> [Task goal]
Among the entries below, extract exactly the lines that run from the one with "filename crates/veil_core/src/tracker.rs" through the one with "pub struct StrokeRecord", both ends included.

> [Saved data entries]
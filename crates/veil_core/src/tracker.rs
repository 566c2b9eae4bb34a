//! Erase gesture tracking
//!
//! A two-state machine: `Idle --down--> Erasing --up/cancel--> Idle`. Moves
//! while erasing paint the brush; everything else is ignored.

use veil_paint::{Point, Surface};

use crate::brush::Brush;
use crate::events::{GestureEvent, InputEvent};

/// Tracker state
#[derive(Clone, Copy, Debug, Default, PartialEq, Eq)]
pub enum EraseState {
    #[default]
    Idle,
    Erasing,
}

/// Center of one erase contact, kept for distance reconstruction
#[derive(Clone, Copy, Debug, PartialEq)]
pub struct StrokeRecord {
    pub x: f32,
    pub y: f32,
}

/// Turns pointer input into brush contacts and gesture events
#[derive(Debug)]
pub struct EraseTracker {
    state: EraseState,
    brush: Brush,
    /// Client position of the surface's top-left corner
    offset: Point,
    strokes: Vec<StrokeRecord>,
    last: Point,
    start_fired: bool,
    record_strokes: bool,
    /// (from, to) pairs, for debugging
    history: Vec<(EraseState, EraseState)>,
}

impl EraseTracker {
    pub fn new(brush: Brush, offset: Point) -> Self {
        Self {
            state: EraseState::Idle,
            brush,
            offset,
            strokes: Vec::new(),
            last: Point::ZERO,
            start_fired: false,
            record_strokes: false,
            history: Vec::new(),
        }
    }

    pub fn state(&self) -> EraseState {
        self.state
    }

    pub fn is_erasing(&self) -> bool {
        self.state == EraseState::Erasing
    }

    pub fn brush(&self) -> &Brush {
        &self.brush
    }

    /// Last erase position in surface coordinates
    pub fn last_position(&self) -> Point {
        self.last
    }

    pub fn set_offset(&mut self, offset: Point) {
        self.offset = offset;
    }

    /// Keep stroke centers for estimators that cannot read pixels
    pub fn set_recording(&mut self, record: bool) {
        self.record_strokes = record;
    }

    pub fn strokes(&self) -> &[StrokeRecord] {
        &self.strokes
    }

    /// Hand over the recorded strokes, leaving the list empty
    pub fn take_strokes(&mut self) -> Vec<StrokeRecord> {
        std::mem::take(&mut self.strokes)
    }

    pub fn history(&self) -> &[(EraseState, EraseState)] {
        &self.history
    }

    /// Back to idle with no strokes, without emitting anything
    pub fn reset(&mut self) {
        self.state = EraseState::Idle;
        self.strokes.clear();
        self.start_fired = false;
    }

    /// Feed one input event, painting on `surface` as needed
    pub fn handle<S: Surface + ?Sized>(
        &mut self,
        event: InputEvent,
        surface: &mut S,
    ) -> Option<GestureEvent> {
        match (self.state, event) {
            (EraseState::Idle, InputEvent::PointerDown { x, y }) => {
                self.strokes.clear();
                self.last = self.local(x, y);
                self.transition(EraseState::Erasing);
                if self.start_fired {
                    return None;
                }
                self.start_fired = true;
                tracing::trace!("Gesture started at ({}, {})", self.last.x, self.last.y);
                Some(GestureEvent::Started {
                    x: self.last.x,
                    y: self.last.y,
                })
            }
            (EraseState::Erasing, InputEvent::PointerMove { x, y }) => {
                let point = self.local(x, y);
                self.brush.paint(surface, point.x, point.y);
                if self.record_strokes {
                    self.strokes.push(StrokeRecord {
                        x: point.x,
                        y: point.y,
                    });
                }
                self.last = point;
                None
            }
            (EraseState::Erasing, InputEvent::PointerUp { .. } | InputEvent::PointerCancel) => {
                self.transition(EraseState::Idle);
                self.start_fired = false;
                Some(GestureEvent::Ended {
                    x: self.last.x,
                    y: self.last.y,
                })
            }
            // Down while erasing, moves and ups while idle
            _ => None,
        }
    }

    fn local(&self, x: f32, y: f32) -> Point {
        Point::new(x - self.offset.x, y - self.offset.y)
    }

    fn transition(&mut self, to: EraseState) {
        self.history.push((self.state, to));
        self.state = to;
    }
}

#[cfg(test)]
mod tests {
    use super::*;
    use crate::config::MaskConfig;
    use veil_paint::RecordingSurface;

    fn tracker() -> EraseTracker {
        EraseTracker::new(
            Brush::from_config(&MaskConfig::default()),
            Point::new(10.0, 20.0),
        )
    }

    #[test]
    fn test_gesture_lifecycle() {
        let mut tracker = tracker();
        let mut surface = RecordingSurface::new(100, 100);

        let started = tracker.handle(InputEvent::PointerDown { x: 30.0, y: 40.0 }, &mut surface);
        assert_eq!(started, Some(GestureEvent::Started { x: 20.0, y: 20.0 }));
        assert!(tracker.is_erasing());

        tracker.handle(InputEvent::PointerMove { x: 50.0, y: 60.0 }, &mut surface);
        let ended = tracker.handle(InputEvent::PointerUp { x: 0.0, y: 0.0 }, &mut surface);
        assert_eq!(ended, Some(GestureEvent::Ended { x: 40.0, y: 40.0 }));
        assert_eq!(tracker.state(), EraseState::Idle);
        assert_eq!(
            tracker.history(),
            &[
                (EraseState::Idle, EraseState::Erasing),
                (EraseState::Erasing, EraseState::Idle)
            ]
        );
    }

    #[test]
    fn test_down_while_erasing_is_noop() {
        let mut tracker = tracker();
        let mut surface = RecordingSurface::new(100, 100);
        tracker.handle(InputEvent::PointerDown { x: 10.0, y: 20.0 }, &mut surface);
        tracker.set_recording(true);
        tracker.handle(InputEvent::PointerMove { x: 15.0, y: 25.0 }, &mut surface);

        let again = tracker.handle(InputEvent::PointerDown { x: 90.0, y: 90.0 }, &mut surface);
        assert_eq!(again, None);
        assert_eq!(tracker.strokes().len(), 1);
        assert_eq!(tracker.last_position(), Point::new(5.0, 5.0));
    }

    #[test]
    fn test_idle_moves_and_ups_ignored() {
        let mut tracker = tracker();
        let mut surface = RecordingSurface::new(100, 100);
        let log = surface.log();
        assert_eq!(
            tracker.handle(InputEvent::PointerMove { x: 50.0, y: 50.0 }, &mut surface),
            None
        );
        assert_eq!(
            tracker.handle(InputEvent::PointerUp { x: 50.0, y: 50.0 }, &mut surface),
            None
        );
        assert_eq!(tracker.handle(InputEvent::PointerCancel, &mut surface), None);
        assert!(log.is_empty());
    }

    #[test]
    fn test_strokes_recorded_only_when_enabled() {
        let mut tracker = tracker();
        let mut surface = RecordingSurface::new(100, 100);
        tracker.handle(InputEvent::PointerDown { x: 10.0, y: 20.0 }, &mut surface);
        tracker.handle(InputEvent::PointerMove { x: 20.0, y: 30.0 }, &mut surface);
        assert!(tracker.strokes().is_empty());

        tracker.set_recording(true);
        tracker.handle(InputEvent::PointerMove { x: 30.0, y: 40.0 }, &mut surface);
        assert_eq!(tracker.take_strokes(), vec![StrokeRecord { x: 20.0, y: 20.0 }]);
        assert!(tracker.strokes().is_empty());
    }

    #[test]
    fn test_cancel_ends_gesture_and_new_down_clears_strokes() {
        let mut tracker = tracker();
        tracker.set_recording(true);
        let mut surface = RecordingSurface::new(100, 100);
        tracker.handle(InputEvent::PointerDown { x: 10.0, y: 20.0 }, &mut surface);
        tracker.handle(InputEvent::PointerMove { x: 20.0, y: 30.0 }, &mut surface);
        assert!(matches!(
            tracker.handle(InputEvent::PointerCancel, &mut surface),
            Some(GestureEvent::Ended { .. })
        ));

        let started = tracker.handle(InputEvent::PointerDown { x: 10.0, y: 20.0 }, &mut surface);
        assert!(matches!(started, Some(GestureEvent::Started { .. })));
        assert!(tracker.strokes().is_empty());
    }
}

* * *

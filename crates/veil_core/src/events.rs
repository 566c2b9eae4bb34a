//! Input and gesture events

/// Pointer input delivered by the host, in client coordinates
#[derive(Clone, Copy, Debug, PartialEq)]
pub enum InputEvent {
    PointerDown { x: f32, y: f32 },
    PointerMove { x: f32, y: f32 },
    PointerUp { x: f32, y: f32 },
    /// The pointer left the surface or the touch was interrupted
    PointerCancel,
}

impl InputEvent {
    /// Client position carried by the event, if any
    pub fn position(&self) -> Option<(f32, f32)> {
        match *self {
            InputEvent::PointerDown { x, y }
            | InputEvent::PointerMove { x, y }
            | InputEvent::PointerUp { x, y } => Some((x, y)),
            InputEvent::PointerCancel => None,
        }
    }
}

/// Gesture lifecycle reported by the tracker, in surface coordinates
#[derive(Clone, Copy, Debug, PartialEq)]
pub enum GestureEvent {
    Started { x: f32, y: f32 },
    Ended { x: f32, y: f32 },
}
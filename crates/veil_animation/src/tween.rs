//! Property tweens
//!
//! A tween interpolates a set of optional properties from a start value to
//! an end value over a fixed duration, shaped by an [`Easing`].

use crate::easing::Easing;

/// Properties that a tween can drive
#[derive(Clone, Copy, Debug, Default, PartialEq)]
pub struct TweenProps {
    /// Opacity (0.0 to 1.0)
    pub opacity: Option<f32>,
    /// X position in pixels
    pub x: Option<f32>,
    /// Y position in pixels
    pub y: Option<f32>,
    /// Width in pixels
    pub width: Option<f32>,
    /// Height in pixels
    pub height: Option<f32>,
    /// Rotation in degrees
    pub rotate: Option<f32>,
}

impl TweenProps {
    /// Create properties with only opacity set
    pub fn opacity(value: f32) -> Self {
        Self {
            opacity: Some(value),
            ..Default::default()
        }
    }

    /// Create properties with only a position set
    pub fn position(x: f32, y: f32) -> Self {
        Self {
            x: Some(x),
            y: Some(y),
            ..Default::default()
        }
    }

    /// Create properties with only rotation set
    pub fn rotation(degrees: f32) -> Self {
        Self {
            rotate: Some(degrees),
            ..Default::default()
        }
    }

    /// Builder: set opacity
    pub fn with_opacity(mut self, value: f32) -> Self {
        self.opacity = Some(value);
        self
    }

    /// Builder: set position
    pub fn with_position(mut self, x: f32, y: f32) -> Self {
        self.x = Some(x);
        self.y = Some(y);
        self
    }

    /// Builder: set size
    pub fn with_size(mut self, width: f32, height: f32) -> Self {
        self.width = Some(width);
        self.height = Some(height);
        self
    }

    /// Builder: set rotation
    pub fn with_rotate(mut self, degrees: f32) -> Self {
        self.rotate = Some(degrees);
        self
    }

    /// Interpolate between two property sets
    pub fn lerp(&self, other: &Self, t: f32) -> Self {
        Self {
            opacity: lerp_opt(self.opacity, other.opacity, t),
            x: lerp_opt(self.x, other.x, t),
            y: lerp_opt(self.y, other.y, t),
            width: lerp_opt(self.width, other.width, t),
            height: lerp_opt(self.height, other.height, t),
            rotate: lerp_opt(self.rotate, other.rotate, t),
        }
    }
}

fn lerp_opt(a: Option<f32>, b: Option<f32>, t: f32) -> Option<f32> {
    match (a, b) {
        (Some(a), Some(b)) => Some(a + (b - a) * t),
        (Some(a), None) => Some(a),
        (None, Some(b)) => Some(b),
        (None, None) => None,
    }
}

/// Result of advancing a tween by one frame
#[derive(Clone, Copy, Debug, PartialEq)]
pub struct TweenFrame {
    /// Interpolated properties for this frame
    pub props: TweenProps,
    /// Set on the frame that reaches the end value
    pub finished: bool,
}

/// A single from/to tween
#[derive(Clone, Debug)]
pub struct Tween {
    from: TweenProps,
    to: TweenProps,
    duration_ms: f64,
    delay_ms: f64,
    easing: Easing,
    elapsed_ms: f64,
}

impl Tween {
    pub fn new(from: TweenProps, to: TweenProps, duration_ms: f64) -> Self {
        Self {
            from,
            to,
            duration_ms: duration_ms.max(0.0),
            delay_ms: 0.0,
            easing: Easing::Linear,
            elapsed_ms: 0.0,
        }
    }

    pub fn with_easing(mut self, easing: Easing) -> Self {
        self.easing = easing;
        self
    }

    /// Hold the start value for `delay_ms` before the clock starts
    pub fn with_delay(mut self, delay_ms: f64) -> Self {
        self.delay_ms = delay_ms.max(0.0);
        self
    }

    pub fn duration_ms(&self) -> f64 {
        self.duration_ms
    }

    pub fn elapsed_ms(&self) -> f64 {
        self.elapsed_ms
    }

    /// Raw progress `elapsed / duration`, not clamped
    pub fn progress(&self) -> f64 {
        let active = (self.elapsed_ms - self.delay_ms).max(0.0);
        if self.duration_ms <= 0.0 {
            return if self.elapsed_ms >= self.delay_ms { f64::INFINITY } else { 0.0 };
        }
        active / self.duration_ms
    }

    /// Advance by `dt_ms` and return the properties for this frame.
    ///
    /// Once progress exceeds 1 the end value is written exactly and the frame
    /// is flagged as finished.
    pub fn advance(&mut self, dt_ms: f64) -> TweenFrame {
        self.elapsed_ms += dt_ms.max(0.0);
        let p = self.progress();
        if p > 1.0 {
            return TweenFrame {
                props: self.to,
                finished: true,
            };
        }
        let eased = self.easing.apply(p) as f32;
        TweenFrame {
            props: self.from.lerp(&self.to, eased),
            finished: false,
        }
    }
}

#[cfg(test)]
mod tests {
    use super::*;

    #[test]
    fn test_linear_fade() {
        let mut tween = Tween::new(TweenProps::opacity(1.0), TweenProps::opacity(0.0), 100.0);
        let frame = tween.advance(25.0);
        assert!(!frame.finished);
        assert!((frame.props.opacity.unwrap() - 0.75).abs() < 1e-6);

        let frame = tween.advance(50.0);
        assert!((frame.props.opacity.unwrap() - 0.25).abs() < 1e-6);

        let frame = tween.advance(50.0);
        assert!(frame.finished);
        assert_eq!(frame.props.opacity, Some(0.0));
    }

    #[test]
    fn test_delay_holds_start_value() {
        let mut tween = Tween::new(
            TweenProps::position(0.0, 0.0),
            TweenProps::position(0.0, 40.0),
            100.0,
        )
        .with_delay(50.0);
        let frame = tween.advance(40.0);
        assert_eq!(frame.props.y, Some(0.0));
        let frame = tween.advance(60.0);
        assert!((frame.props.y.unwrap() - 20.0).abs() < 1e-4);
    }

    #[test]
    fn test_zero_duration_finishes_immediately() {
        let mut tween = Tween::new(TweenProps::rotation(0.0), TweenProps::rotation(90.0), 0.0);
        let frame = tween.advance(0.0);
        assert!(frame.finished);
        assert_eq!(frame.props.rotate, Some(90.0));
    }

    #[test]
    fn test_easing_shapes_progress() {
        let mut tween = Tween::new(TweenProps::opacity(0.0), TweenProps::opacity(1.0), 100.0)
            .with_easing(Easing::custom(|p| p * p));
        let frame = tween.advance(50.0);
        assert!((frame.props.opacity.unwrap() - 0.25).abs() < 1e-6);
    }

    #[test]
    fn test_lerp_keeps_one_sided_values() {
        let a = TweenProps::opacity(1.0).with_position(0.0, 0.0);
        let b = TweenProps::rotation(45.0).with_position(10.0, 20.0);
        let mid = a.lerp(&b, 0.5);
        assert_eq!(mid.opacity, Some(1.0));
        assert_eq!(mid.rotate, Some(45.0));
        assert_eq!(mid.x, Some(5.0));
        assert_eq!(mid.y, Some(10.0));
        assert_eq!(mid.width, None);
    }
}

> [Result of this exercise]
filename crates/veil_core/src/tracker.rs
repository 566c2b9eae4bb34a
//! Erase gesture tracking
//!
//! A two-state machine: `Idle --down--> Erasing --up/cancel--> Idle`. Moves
//! while erasing paint the brush; everything else is ignored.

use veil_paint::{Point, Surface};

use crate::brush::Brush;
use crate::events::{GestureEvent, InputEvent};

/// Tracker state
#[derive(Clone, Copy, Debug, Default, PartialEq, Eq)]
pub enum EraseState {
    #[default]
    Idle,
    Erasing,
}

/// Center of one erase contact, kept for distance reconstruction
#[derive(Clone, Copy, Debug, PartialEq)]
pub struct StrokeRecord {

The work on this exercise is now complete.